(Saved data entries)
------
use std::path::PathBuf;

use anyhow::{Context, Result};
use clap::Parser;
use colored::Colorize;
use rustyline::DefaultEditor;
use rustyline::error::ReadlineError;

use docsense::infrastructure::observability::{TracingConfig, init_tracing};
use docsense::presentation::frontend::{ChatApiClient, ChatSession};
use docsense::presentation::{Environment, Settings};

const GREETING: &str = "Welcome! Please introduce yourself: your full name, ID number, gender, \
age, HMO, HMO card number and insurance membership tier. \
(ברוכים הבאים! אנא הציגו את עצמכם)";

#[derive(Parser)]
#[command(name = "docsense-chat")]
#[command(version)]
#[command(about = "Terminal chat client for the medical services API", long_about = None)]
struct Cli {
    /// Base URL of the API server.
    #[arg(long, env = "DOCSENSE_API_URL", value_name = "URL")]
    api_url: Option<String>,

    /// Directory holding appsettings.toml.
    #[arg(long, value_name = "DIR", default_value = ".")]
    config_dir: PathBuf,
}

#[tokio::main]
async fn main() -> Result<()> {
    dotenvy::dotenv().ok();
    let cli = Cli::parse();

    let environment = Environment::from_env().map_err(anyhow::Error::msg)?;
    let settings =
        Settings::load(&cli.config_dir, environment).context("Failed to load configuration")?;

    // Keep the console for the conversation itself.
    let tracing_config = TracingConfig {
        level: "warn".to_string(),
        ..settings.logging.tracing_config(environment)
    };
    init_tracing(&tracing_config, "chat");

    let api_url = cli.api_url.unwrap_or(settings.frontend.api_url);
    let client = ChatApiClient::new(api_url).context("Failed to create API client")?;
    let mut session = ChatSession::new(client);

    println!("{}", "Medical Services Chatbot".bold());
    println!("{}", format!("Session {}", session.session_id()).dimmed());
    println!("{}", "Step 1: Information Collection".cyan().bold());
    println!("{GREETING}");

    let mut editor = DefaultEditor::new()?;
    loop {
        let prompt = if session.in_qa_phase() { "❓ " } else { "👤 " };
        match editor.readline(prompt) {
            Ok(line) => {
                let input = line.trim();
                if input.is_empty() {
                    continue;
                }
                if let Err(e) = editor.add_history_entry(input) {
                    tracing::debug!(error = %e, "Failed to record history entry");
                }

                if session.in_qa_phase() {
                    let answer = session.ask(input).await;
                    print_reply(&answer);
                } else {
                    let reply = session.submit_info(input).await;
                    print_reply(&reply);
                    if session.in_qa_phase() {
                        println!("{}", "Step 2: Q&A".cyan().bold());
                    }
                }
            }
            Err(ReadlineError::Interrupted) | Err(ReadlineError::Eof) => break,
            Err(err) => {
                println!("Error: {:?}", err);
                break;
            }
        }
    }

    println!(
        "{}",
        format!("Goodbye! {} question(s) answered.", session.history().len()).dimmed()
    );
    Ok(())
}

fn print_reply(text: &str) {
    if text.starts_with("Error:") {
        println!("{}", text.red());
    } else {
        println!("🤖 {}", text);
    }
}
------
# [Task item]
Going through the data above, count the lines where the string "anyhow" appears, and answer with only that number.

# [Solution for this problem]
2